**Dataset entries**
»»
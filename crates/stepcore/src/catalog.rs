//! Built-in automation step types

use crate::registry::{FieldSpec, StepTypeDefinition, START_CATEGORY};

pub fn builtin_catalog() -> Vec<StepTypeDefinition> {
    vec![
        // Start
        StepTypeDefinition::new("open_page", "Open web page", START_CATEGORY)
            .with_description("Opens a URL in the default browser.")
            .with_field(FieldSpec::url("url", "URL").required().with_placeholder("https://...")),
        StepTypeDefinition::new("change_page", "Change web page", START_CATEGORY)
            .with_description("Navigates the active tab to another URL.")
            .with_field(
                FieldSpec::url("url", "New URL")
                    .required()
                    .with_placeholder("https://..."),
            ),
        StepTypeDefinition::new("open_document", "Open document", START_CATEGORY)
            .with_description("Opens a local file (doc, txt, pdf).")
            .with_field(
                FieldSpec::text("path", "File path")
                    .required()
                    .with_placeholder("C:\\path\\file.pdf"),
            ),
        StepTypeDefinition::new("start_app", "Start application", START_CATEGORY)
            .with_description("Launches an application.")
            .with_field(
                FieldSpec::text("executable", "Executable path")
                    .required()
                    .with_placeholder("C:\\Program Files\\app\\app.exe"),
            )
            .with_field(FieldSpec::text("args", "Arguments").with_placeholder("--safe-mode")),
        // Process
        StepTypeDefinition::new("maximize_app", "Maximize application", "process")
            .with_description("Maximizes the target application window.")
            .with_field(FieldSpec::text("title", "Window title").with_placeholder("Window name")),
        StepTypeDefinition::new("click", "Click", "process")
            .with_description("Clicks a point or an element.")
            .with_field(
                FieldSpec::text("selector", "Selector / element")
                    .with_placeholder("#submit / XPath / text"),
            )
            .with_field(FieldSpec::number("x", "X (px)").with_placeholder("100"))
            .with_field(FieldSpec::number("y", "Y (px)").with_placeholder("200"))
            .with_field(
                FieldSpec::select("button", "Button", ["left", "right", "double"])
                    .required(),
            ),
        StepTypeDefinition::new("type_text", "Type text / keys", "process")
            .with_description("Types text or sends a key combination.")
            .with_field(FieldSpec::select("mode", "Mode", ["text", "hotkeys"]).required())
            .with_field(
                FieldSpec::text("content", "Text or hotkeys")
                    .required()
                    .with_placeholder("Hello world / CTRL+V"),
            ),
        StepTypeDefinition::new("copy_paste", "Copy and paste", "process")
            .with_description("Copies and pastes between applications.")
            .with_field(FieldSpec::text("source", "Source (selector/window)"))
            .with_field(FieldSpec::text("target", "Target (selector/window)")),
        StepTypeDefinition::new("sort_data", "Sort data", "process")
            .with_description("Sorts data by a criterion.")
            .with_field(
                FieldSpec::select("order", "Order", ["asc", "desc", "alphabetic", "numeric"])
                    .required(),
            )
            .with_field(FieldSpec::text("column", "Column / field")),
        // Close
        StepTypeDefinition::new("close_browser", "Close browser", "close")
            .with_description("Closes the browser or a specific URL.")
            .with_field(FieldSpec::url("url", "Specific URL")),
        StepTypeDefinition::new("close_document", "Close document", "close")
            .with_description("Closes the file in use.")
            .with_field(FieldSpec::select("force", "Force close", ["no", "yes"]).required()),
        StepTypeDefinition::new("close_app", "Close application", "close")
            .with_description("Closes the target application.")
            .with_field(FieldSpec::text("title", "Window title")),
        // Basic
        StepTypeDefinition::new("export_flow", "Export flow", "basic")
            .with_description("Exports the current flow."),
        StepTypeDefinition::new("run_flow", "Run flow", "basic")
            .with_description("Runs the generated flow."),
        StepTypeDefinition::new("finish_all", "Finish (close everything)", "basic")
            .with_description("Finishes and releases resources."),
        // Read
        StepTypeDefinition::new("read_csv", "Read CSV", "read")
            .with_description("Reads a CSV file.")
            .with_field(
                FieldSpec::text("path", "CSV path")
                    .required()
                    .with_placeholder("C:\\path\\data.csv"),
            ),
        StepTypeDefinition::new("read_excel", "Read Excel", "read")
            .with_description("Reads an Excel workbook.")
            .with_field(
                FieldSpec::text("path", "Excel path")
                    .required()
                    .with_placeholder("C:\\path\\data.xlsx"),
            )
            .with_field(
                FieldSpec::text("sheet", "Sheet name")
                    .required()
                    .with_placeholder("Sheet1"),
            ),
        StepTypeDefinition::new("read_txt", "Read TXT", "read")
            .with_description("Reads a delimited text file.")
            .with_field(
                FieldSpec::text("path", "TXT path")
                    .required()
                    .with_placeholder("C:\\path\\data.txt"),
            )
            .with_field(
                FieldSpec::text("delimiter", "Delimiter")
                    .required()
                    .with_placeholder(", ; - | \\t"),
            ),
        // Write
        StepTypeDefinition::new("write_csv", "Write CSV", "write")
            .with_description("Writes an array variable to CSV.")
            .with_field(
                FieldSpec::text("variable", "Variable / array")
                    .required()
                    .with_placeholder("my_array"),
            )
            .with_field(
                FieldSpec::text("path", "Output path")
                    .required()
                    .with_placeholder("C:\\path\\out.csv"),
            ),
        StepTypeDefinition::new("write_excel", "Write Excel", "write")
            .with_description("Writes an array variable to Excel.")
            .with_field(
                FieldSpec::text("variable", "Variable / array")
                    .required()
                    .with_placeholder("my_array"),
            )
            .with_field(
                FieldSpec::text("path", "Output path")
                    .required()
                    .with_placeholder("C:\\path\\out.xlsx"),
            ),
        StepTypeDefinition::new("write_txt", "Write TXT", "write")
            .with_description("Writes an array variable to a delimited text file.")
            .with_field(
                FieldSpec::text("variable", "Variable / array")
                    .required()
                    .with_placeholder("my_array"),
            )
            .with_field(
                FieldSpec::text("path", "Output path")
                    .required()
                    .with_placeholder("C:\\path\\out.txt"),
            )
            .with_field(
                FieldSpec::text("delimiter", "Delimiter")
                    .required()
                    .with_placeholder(", ; - | \\t"),
            ),
    ]
}

#[cfg(test)]
mod tests {
    use super::*;
    use std::collections::HashSet;

    #[test]
    fn ids_are_unique() {
        let catalog = builtin_catalog();
        let ids: HashSet<_> = catalog.iter().map(|d| d.id.as_str()).collect();
        assert_eq!(ids.len(), catalog.len());
    }

    #[test]
    fn select_fields_have_options() {
        for def in builtin_catalog() {
            for field in &def.property_schema {
                if field.field_type == crate::FieldType::Select {
                    assert!(
                        field.options.as_ref().is_some_and(|o| !o.is_empty()),
                        "{}.{} has no options",
                        def.id,
                        field.key
                    );
                }
            }
        }
    }
}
««
**WHAT THE TASK REQUIRES**
Every entry is to be transcribed exactly as it stands.

**RESULT OF THIS EXERCISE**
filename crates/stepcore/src/catalog.rs
//! Built-in automation step types

use crate::registry::{FieldSpec, StepTypeDefinition, START_CATEGORY};

pub fn builtin_catalog() -> Vec<StepTypeDefinition> {
    vec![
        // Start
        StepTypeDefinition::new("open_page", "Open web page", START_CATEGORY)
            .with_description("Opens a URL in the default browser.")
            .with_field(FieldSpec::url("url", "URL").required().with_placeholder("https://...")),
        StepTypeDefinition::new("change_page", "Change web page", START_CATEGORY)
            .with_description("Navigates the active tab to another URL.")
            .with_field(
                FieldSpec::url("url", "New URL")
                    .required()
                    .with_placeholder("https://..."),
            ),
        StepTypeDefinition::new("open_document", "Open document", START_CATEGORY)
            .with_description("Opens a local file (doc, txt, pdf).")
            .with_field(
                FieldSpec::text("path", "File path")
                    .required()
                    .with_placeholder("C:\\path\\file.pdf"),
            ),
        StepTypeDefinition::new("start_app", "Start application", START_CATEGORY)
            .with_description("Launches an application.")
            .with_field(
                FieldSpec::text("executable", "Executable path")
                    .required()
                    .with_placeholder("C:\\Program Files\\app\\app.exe"),
            )
            .with_field(FieldSpec::text("args", "Arguments").with_placeholder("--safe-mode")),
        // Process
        StepTypeDefinition::new("maximize_app", "Maximize application", "process")
            .with_description("Maximizes the target application window.")
            .with_field(FieldSpec::text("title", "Window title").with_placeholder("Window name")),
        StepTypeDefinition::new("click", "Click", "process")
            .with_description("Clicks a point or an element.")
            .with_field(
                FieldSpec::text("selector", "Selector / element")
                    .with_placeholder("#submit / XPath / text"),
            )
            .with_field(FieldSpec::number("x", "X (px)").with_placeholder("100"))
            .with_field(FieldSpec::number("y", "Y (px)").with_placeholder("200"))
            .with_field(
                FieldSpec::select("button", "Button", ["left", "right", "double"])
                    .required(),
            ),
        StepTypeDefinition::new("type_text", "Type text / keys", "process")
            .with_description("Types text or sends a key combination.")
            .with_field(FieldSpec::select("mode", "Mode", ["text", "hotkeys"]).required())
            .with_field(
                FieldSpec::text("content", "Text or hotkeys")
                    .required()
                    .with_placeholder("Hello world / CTRL+V"),
            ),
        StepTypeDefinition::new("copy_paste", "Copy and paste", "process")
            .with_description("Copies and pastes between applications.")
            .with_field(FieldSpec::text("source", "Source (selector/window)"))
            .with_field(FieldSpec::text("target", "Target (selector/window)")),
        StepTypeDefinition::new("sort_data", "Sort data", "process")
            .with_description("Sorts data by a criterion.")
            .with_field(
                FieldSpec::select("order", "Order", ["asc", "desc", "alphabetic", "numeric"])
                    .required(),
            )
            .with_field(FieldSpec::text("column", "Column / field")),
        // Close
        StepTypeDefinition::new("close_browser", "Close browser", "close")
            .with_description("Closes the browser or a specific URL.")
            .with_field(FieldSpec::url("url", "Specific URL")),
        StepTypeDefinition::new("close_document", "Close document", "close")
            .with_description("Closes the file in use.")
            .with_field(FieldSpec::select("force", "Force close", ["no", "yes"]).required()),
        StepTypeDefinition::new("close_app", "Close application", "close")
            .with_description("Closes the target application.")
            .with_field(FieldSpec::text("title", "Window title")),
        // Basic
        StepTypeDefinition::new("export_flow", "Export flow", "basic")
            .with_description("Exports the current flow."),
        StepTypeDefinition::new("run_flow", "Run flow", "basic")
            .with_description("Runs the generated flow."),
        StepTypeDefinition::new("finish_all", "Finish (close everything)", "basic")
            .with_description("Finishes and releases resources."),
        // Read
        StepTypeDefinition::new("read_csv", "Read CSV", "read")
            .with_description("Reads a CSV file.")
            .with_field(
                FieldSpec::text("path", "CSV path")
                    .required()
                    .with_placeholder("C:\\path\\data.csv"),
            ),
        StepTypeDefinition::new("read_excel", "Read Excel", "read")
            .with_description("Reads an Excel workbook.")
            .with_field(
                FieldSpec::text("path", "Excel path")
                    .required()
                    .with_placeholder("C:\\path\\data.xlsx"),
            )
            .with_field(
                FieldSpec::text("sheet", "Sheet name")
                    .required()
                    .with_placeholder("Sheet1"),
            ),
        StepTypeDefinition::new("read_txt", "Read TXT", "read")
            .with_description("Reads a delimited text file.")
            .with_field(
                FieldSpec::text("path", "TXT path")
                    .required()
                    .with_placeholder("C:\\path\\data.txt"),
            )
            .with_field(
                FieldSpec::text("delimiter", "Delimiter")
                    .required()
                    .with_placeholder(", ; - | \\t"),
            ),
        // Write
        StepTypeDefinition::new("write_csv", "Write CSV", "write")
            .with_description("Writes an array variable to CSV.")
            .with_field(
                FieldSpec::text("variable", "Variable / array")
                    .required()
                    .with_placeholder("my_array"),
            )
            .with_field(
                FieldSpec::text("path", "Output path")
                    .required()
                    .with_placeholder("C:\\path\\out.csv"),
            ),
        StepTypeDefinition::new("write_excel", "Write Excel", "write")
            .with_description("Writes an array variable to Excel.")
            .with_field(
                FieldSpec::text("variable", "Variable / array")
                    .required()
                    .with_placeholder("my_array"),
            )
            .with_field(
                FieldSpec::text("path", "Output path")
                    .required()
                    .with_placeholder("C:\\path\\out.xlsx"),
            ),
        StepTypeDefinition::new("write_txt", "Write TXT", "write")
            .with_description("Writes an array variable to a delimited text file.")
            .with_field(
                FieldSpec::text("variable", "Variable / array")
                    .required()
                    .with_placeholder("my_array"),
            )
            .with_field(
                FieldSpec::text("path", "Output path")
                    .required()
                    .with_placeholder("C:\\path\\out.txt"),
            )
            .with_field(
                FieldSpec::text("delimiter", "Delimiter")
                    .required()
                    .with_placeholder(", ; - | \\t"),
            ),
    ]
}

#[cfg(test)]
mod tests {
    use super::*;
    use std::collections::HashSet;

    #[test]
    fn ids_are_unique() {
        let catalog = builtin_catalog();
        let ids: HashSet<_> = catalog.iter().map(|d| d.id.as_str()).collect();
        assert_eq!(ids.len(), catalog.len());
    }

    #[test]
    fn select_fields_have_options() {
        for def in builtin_catalog() {
            for field in &def.property_schema {
                if field.field_type == crate::FieldType::Select {
                    assert!(
                        field.options.as_ref().is_some_and(|o| !o.is_empty()),
                        "{}.{} has no options",
                        def.id,
                        field.key
                    );
                }
            }
        }
    }
}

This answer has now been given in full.